**Instructions for the task**
Only a number is wanted here: how many lines in the records below contain the string "PpuCtrl".

**Excerpted records**
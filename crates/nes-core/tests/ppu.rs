//! PPU tests for the NES emulator

use nes_core::bus::Bus;
use nes_core::cartridge::{Cartridge, Mirroring};
use nes_core::cpu::Bus as _;
use nes_core::ppu::{
    Ppu, PpuCtrl, PpuMask, FRAME_SIZE, FRAME_WIDTH, LAST_DOT, PRE_RENDER_SCANLINE,
    VBLANK_SCANLINE,
};

const DOTS_PER_FRAME: u32 = 262 * 341;

fn bus_with(mirroring: Mirroring) -> Bus {
    let mut bus = Bus::new();
    bus.load_cartridge(&Cartridge::new(vec![0; 0x4000], Vec::new(), mirroring));
    bus
}

fn run_until(ppu: &mut Ppu, bus: &mut Bus, scanline: u16, dot: u16) {
    while !(ppu.scanline() == scanline && ppu.dot() == dot) {
        ppu.step(bus);
    }
}

/// Dots stepped until the next frame completes
fn dots_in_frame(ppu: &mut Ppu, bus: &mut Bus) -> u32 {
    let mut dots = 0;
    loop {
        ppu.step(bus);
        dots += 1;
        if ppu.take_frame_ready() {
            return dots;
        }
    }
}

fn set_vram_address(bus: &mut Bus, address: u16) {
    bus.write(0x2006, (address >> 8) as u8);
    bus.write(0x2006, address as u8);
}

/// Solid tile 1 in pattern table 0 and a nametable full of it
fn fill_background(bus: &mut Bus) {
    for row in 0..8 {
        bus.ppu_write(0x0010 + row, 0xFF);
    }
    for address in 0x2000..0x23C0 {
        bus.ppu_write(address, 0x01);
    }
}

fn write_sprite(bus: &mut Bus, index: u8, y: u8, tile: u8, attribute: u8, x: u8) {
    bus.write(0x2003, index * 4);
    for byte in [y, tile, attribute, x] {
        bus.write(0x2004, byte);
    }
}

fn pixel(frame: &[u8], x: usize, y: usize) -> (u8, u8, u8) {
    let offset = (y * FRAME_WIDTH + x) * 3;
    (frame[offset], frame[offset + 1], frame[offset + 2])
}

#[test]
fn test_vblank_window() {
    let mut bus = Bus::new();
    let mut ppu = Ppu::new();

    run_until(&mut ppu, &mut bus, VBLANK_SCANLINE, 1);
    assert!(!bus.status().vblank());
    ppu.step(&mut bus);
    assert!(bus.status().vblank());

    run_until(&mut ppu, &mut bus, PRE_RENDER_SCANLINE, 1);
    assert!(bus.status().vblank());
    ppu.step(&mut bus);
    assert!(!bus.status().vblank());
}

#[test]
fn test_nmi_requested_when_enabled_at_vblank() {
    let mut bus = Bus::new();
    let mut ppu = Ppu::new();
    bus.write(0x2000, PpuCtrl::NMI_ENABLE);

    run_until(&mut ppu, &mut bus, VBLANK_SCANLINE, 1);
    assert!(!ppu.nmi_pending());
    ppu.step(&mut bus);
    assert!(ppu.take_nmi());
}

#[test]
fn test_no_nmi_when_enabled_after_vblank_start() {
    let mut bus = Bus::new();
    let mut ppu = Ppu::new();

    run_until(&mut ppu, &mut bus, VBLANK_SCANLINE, 2);
    bus.write(0x2000, PpuCtrl::NMI_ENABLE);
    run_until(&mut ppu, &mut bus, PRE_RENDER_SCANLINE, 0);
    assert!(bus.status().vblank());
    assert!(!ppu.take_nmi());
}

#[test]
fn test_status_read_acknowledges_vblank() {
    let mut bus = Bus::new();
    let mut ppu = Ppu::new();

    run_until(&mut ppu, &mut bus, VBLANK_SCANLINE, 2);
    assert_eq!(bus.read(0x2002) & 0x80, 0x80);
    assert_eq!(bus.read(0x2002) & 0x80, 0x00);
}

#[test]
fn test_horizontal_mirroring_through_data_port() {
    let mut bus = bus_with(Mirroring::Horizontal);
    set_vram_address(&mut bus, 0x2005);
    bus.write(0x2007, 0x42);

    assert_eq!(bus.ppu_read(0x2405), 0x42);
    assert_eq!(bus.ppu_read(0x2805), 0x00);
}

#[test]
fn test_vertical_mirroring_through_data_port() {
    let mut bus = bus_with(Mirroring::Vertical);
    set_vram_address(&mut bus, 0x2005);
    bus.write(0x2007, 0x42);

    assert_eq!(bus.ppu_read(0x2805), 0x42);
    assert_eq!(bus.ppu_read(0x2405), 0x00);
}

#[test]
fn test_sprite_overflow_with_nine_sprites() {
    let mut bus = Bus::new();
    let mut ppu = Ppu::new();
    bus.write(0x2001, PpuMask::RENDER_SPR);
    for index in 0..9 {
        write_sprite(&mut bus, index, 50, 0, 0, index * 8);
    }

    run_until(&mut ppu, &mut bus, 50, 257);
    assert!(!bus.status().sprite_overflow());
    ppu.step(&mut bus);

    assert_eq!(ppu.sprite_count(), 8);
    assert_eq!(ppu.secondary_oam().len(), 8);
    assert_eq!(ppu.secondary_oam()[7].x, 56);
    assert!(bus.status().sprite_overflow());

    // Cleared on the pre-render line
    run_until(&mut ppu, &mut bus, PRE_RENDER_SCANLINE, 2);
    assert!(!bus.status().sprite_overflow());
}

#[test]
fn test_eight_sprites_do_not_overflow() {
    let mut bus = Bus::new();
    let mut ppu = Ppu::new();
    bus.write(0x2001, PpuMask::RENDER_SPR);
    for index in 0..8 {
        write_sprite(&mut bus, index, 50, 0, 0, index * 8);
    }

    run_until(&mut ppu, &mut bus, 50, 258);
    assert_eq!(ppu.sprite_count(), 8);
    assert!(!bus.status().sprite_overflow());
}

#[test]
fn test_tall_sprites_cover_sixteen_lines() {
    let mut bus = Bus::new();
    let mut ppu = Ppu::new();
    bus.write(0x2000, PpuCtrl::SPRITE_SIZE);
    bus.write(0x2001, PpuMask::RENDER_SPR);
    write_sprite(&mut bus, 0, 20, 0, 0, 0);

    run_until(&mut ppu, &mut bus, 35, 258);
    assert_eq!(ppu.sprite_count(), 1);
    run_until(&mut ppu, &mut bus, 36, 258);
    assert_eq!(ppu.sprite_count(), 0);
}

#[test]
fn test_odd_frame_is_one_dot_shorter_with_background() {
    let mut bus = Bus::new();
    let mut ppu = Ppu::new();
    bus.write(0x2001, PpuMask::RENDER_BG);

    assert_eq!(dots_in_frame(&mut ppu, &mut bus), DOTS_PER_FRAME);
    assert!(ppu.is_odd_frame());
    assert_eq!(dots_in_frame(&mut ppu, &mut bus), DOTS_PER_FRAME - 1);
    assert_eq!(dots_in_frame(&mut ppu, &mut bus), DOTS_PER_FRAME);
    assert_eq!(ppu.frame_count(), 3);
}

#[test]
fn test_odd_frame_full_length_when_rendering_off() {
    let mut bus = Bus::new();
    let mut ppu = Ppu::new();

    assert_eq!(dots_in_frame(&mut ppu, &mut bus), DOTS_PER_FRAME);
    assert_eq!(dots_in_frame(&mut ppu, &mut bus), DOTS_PER_FRAME);
}

#[test]
fn test_odd_frame_wraps_from_dot_339() {
    let mut bus = Bus::new();
    let mut ppu = Ppu::new();
    bus.write(0x2001, PpuMask::RENDER_BG);

    dots_in_frame(&mut ppu, &mut bus);
    run_until(&mut ppu, &mut bus, PRE_RENDER_SCANLINE, LAST_DOT - 1);
    ppu.step(&mut bus);
    assert_eq!((ppu.scanline(), ppu.dot()), (0, 0));
}

#[test]
fn test_background_pixels_reach_frame() {
    let mut bus = Bus::new();
    let mut ppu = Ppu::new();
    fill_background(&mut bus);
    bus.ppu_write(0x3F00, 0x21);
    bus.ppu_write(0x3F01, 0x30);
    bus.write(0x2001, PpuMask::RENDER_BG);

    dots_in_frame(&mut ppu, &mut bus);
    let frame = ppu.frame();
    assert_eq!(frame.len(), FRAME_SIZE);
    assert_eq!(pixel(frame, 50, 10), (0xFC, 0xFC, 0xFC));
    assert_eq!(pixel(frame, 255, 239), (0xFC, 0xFC, 0xFC));
    // No prefetch precedes the first line after power-on, so it starts on the backdrop
    assert_eq!(pixel(frame, 0, 0), (0x3C, 0xBC, 0xFC));
}

#[test]
fn test_frame_buffer_cleared_after_handoff() {
    let mut bus = Bus::new();
    let mut ppu = Ppu::new();
    fill_background(&mut bus);
    bus.ppu_write(0x3F01, 0x30);
    bus.write(0x2001, PpuMask::RENDER_BG);
    dots_in_frame(&mut ppu, &mut bus);
    assert!(ppu.frame().iter().any(|&b| b != 0));

    bus.write(0x2001, 0);
    dots_in_frame(&mut ppu, &mut bus);
    assert!(ppu.frame().iter().all(|&b| b == 0));
}

#[test]
fn test_sprite_over_background_sets_sprite_zero_hit() {
    let mut bus = Bus::new();
    let mut ppu = Ppu::new();
    fill_background(&mut bus);
    bus.ppu_write(0x3F11, 0x16);
    write_sprite(&mut bus, 0, 30, 1, 0, 100);
    bus.write(0x2001, PpuMask::RENDER_BG | PpuMask::RENDER_SPR);

    run_until(&mut ppu, &mut bus, 31, 100);
    assert!(!bus.status().sprite_zero_hit());
    run_until(&mut ppu, &mut bus, 31, 102);
    assert!(bus.status().sprite_zero_hit());

    // Sprite palette 4, color 1
    dots_in_frame(&mut ppu, &mut bus);
    assert_eq!(pixel(ppu.frame(), 100, 31), (0xF8, 0x38, 0x00));
    assert!(!bus.status().sprite_zero_hit());
}

#[test]
fn test_no_sprite_zero_hit_without_background() {
    let mut bus = Bus::new();
    let mut ppu = Ppu::new();
    fill_background(&mut bus);
    write_sprite(&mut bus, 0, 30, 1, 0, 100);
    bus.write(0x2001, PpuMask::RENDER_SPR);

    run_until(&mut ppu, &mut bus, 40, 0);
    assert!(!bus.status().sprite_zero_hit());
}

#[test]
fn test_horizontal_flip_mirrors_sprite_pixels() {
    let mut bus = Bus::new();
    let mut ppu = Ppu::new();
    // Tile 2: leftmost column only
    for row in 0..8 {
        bus.ppu_write(0x0020 + row, 0x80);
    }
    bus.ppu_write(0x3F00, 0x0F);
    bus.ppu_write(0x3F11, 0x30);
    write_sprite(&mut bus, 0, 10, 2, 0, 16);
    write_sprite(&mut bus, 1, 10, 2, 0x40, 40);
    bus.write(0x2001, PpuMask::RENDER_SPR);

    dots_in_frame(&mut ppu, &mut bus);
    let frame = ppu.frame();
    assert_eq!(pixel(frame, 16, 12), (0xFC, 0xFC, 0xFC));
    assert_eq!(pixel(frame, 17, 12), (0x00, 0x00, 0x00));
    assert_eq!(pixel(frame, 47, 12), (0xFC, 0xFC, 0xFC));
    assert_eq!(pixel(frame, 40, 12), (0x00, 0x00, 0x00));
}

#[test]
fn test_attribute_byte_selects_quadrant_palettes() {
    let mut bus = Bus::new();
    let mut ppu = Ppu::new();
    fill_background(&mut bus);
    bus.ppu_write(0x23C0, 0b11_10_01_00);
    bus.ppu_write(0x3F00, 0x0F);
    for (palette, color) in [0x30, 0x16, 0x2A, 0x12].into_iter().enumerate() {
        bus.ppu_write(0x3F01 + palette as u16 * 4, color);
    }
    bus.write(0x2001, PpuMask::RENDER_BG);

    dots_in_frame(&mut ppu, &mut bus);
    dots_in_frame(&mut ppu, &mut bus);
    let frame = ppu.frame();
    assert_eq!(pixel(frame, 0, 4), (0xFC, 0xFC, 0xFC));
    assert_eq!(pixel(frame, 16, 4), (0xF8, 0x38, 0x00));
    assert_eq!(pixel(frame, 0, 20), (0x58, 0xD8, 0x54));
    assert_eq!(pixel(frame, 16, 20), (0x00, 0x58, 0xF8));
    // Next attribute byte is zero
    assert_eq!(pixel(frame, 32, 4), (0xFC, 0xFC, 0xFC));
}

#[test]
fn test_fine_x_scroll_shifts_background() {
    let mut bus = Bus::new();
    let mut ppu = Ppu::new();
    // Tile 2: leftmost column only
    for row in 0..8 {
        bus.ppu_write(0x0020 + row, 0x80);
    }
    for address in 0x2000..0x23C0 {
        bus.ppu_write(address, 0x02);
    }
    bus.ppu_write(0x3F00, 0x0F);
    bus.ppu_write(0x3F01, 0x30);
    bus.write(0x2005, 0x03);
    bus.write(0x2005, 0x00);
    bus.write(0x2001, PpuMask::RENDER_BG);

    dots_in_frame(&mut ppu, &mut bus);
    dots_in_frame(&mut ppu, &mut bus);
    let frame = ppu.frame();
    assert_eq!(pixel(frame, 5, 4), (0xFC, 0xFC, 0xFC));
    assert_eq!(pixel(frame, 13, 4), (0xFC, 0xFC, 0xFC));
    assert_eq!(pixel(frame, 0, 4), (0x00, 0x00, 0x00));
    assert_eq!(pixel(frame, 4, 4), (0x00, 0x00, 0x00));
    assert_eq!(pixel(frame, 6, 4), (0x00, 0x00, 0x00));
}

#[test]
fn test_vertical_scroll_reloaded_on_pre_render_line() {
    let mut bus = Bus::new();
    let mut ppu = Ppu::new();
    for row in 0..8 {
        bus.ppu_write(0x0010 + row, 0xFF);
    }
    // Only nametable row 1 holds the solid tile
    for address in 0x2020..0x2040 {
        bus.ppu_write(address, 0x01);
    }
    bus.ppu_write(0x3F00, 0x0F);
    bus.ppu_write(0x3F01, 0x30);
    bus.write(0x2005, 0x00);
    bus.write(0x2005, 0x08);
    bus.write(0x2001, PpuMask::RENDER_BG);

    // The first frame starts before any reload
    dots_in_frame(&mut ppu, &mut bus);
    assert_eq!(pixel(ppu.frame(), 40, 0), (0x00, 0x00, 0x00));
    assert_eq!(pixel(ppu.frame(), 40, 8), (0xFC, 0xFC, 0xFC));

    dots_in_frame(&mut ppu, &mut bus);
    let frame = ppu.frame();
    assert_eq!(pixel(frame, 40, 0), (0xFC, 0xFC, 0xFC));
    assert_eq!(pixel(frame, 40, 7), (0xFC, 0xFC, 0xFC));
    assert_eq!(pixel(frame, 40, 8), (0x00, 0x00, 0x00));
}

#[test]
fn test_sprite_zero_hit_ignores_other_slots() {
    let mut bus = Bus::new();
    let mut ppu = Ppu::new();
    fill_background(&mut bus);
    bus.ppu_write(0x3F11, 0x16);
    write_sprite(&mut bus, 0, 0xFF, 0, 0, 0);
    write_sprite(&mut bus, 1, 30, 1, 0, 100);
    bus.write(0x2001, PpuMask::RENDER_BG | PpuMask::RENDER_SPR);

    run_until(&mut ppu, &mut bus, 40, 0);
    assert!(!bus.status().sprite_zero_hit());

    dots_in_frame(&mut ppu, &mut bus);
    assert_eq!(pixel(ppu.frame(), 100, 31), (0xF8, 0x38, 0x00));
}

#[test]
fn test_first_opaque_sprite_wins_overlap() {
    let mut bus = Bus::new();
    let mut ppu = Ppu::new();
    for row in 0..8 {
        bus.ppu_write(0x0010 + row, 0xFF);
    }
    bus.ppu_write(0x3F00, 0x0F);
    bus.ppu_write(0x3F11, 0x30);
    // Slot 0 uses the blank tile 0, slot 1 the solid tile 1
    write_sprite(&mut bus, 0, 10, 0, 0, 100);
    write_sprite(&mut bus, 1, 10, 1, 0, 100);
    bus.write(0x2001, PpuMask::RENDER_SPR);

    dots_in_frame(&mut ppu, &mut bus);
    assert_eq!(pixel(ppu.frame(), 100, 12), (0xFC, 0xFC, 0xFC));
    assert_eq!(pixel(ppu.frame(), 108, 12), (0x00, 0x00, 0x00));
}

**Exercise result**
4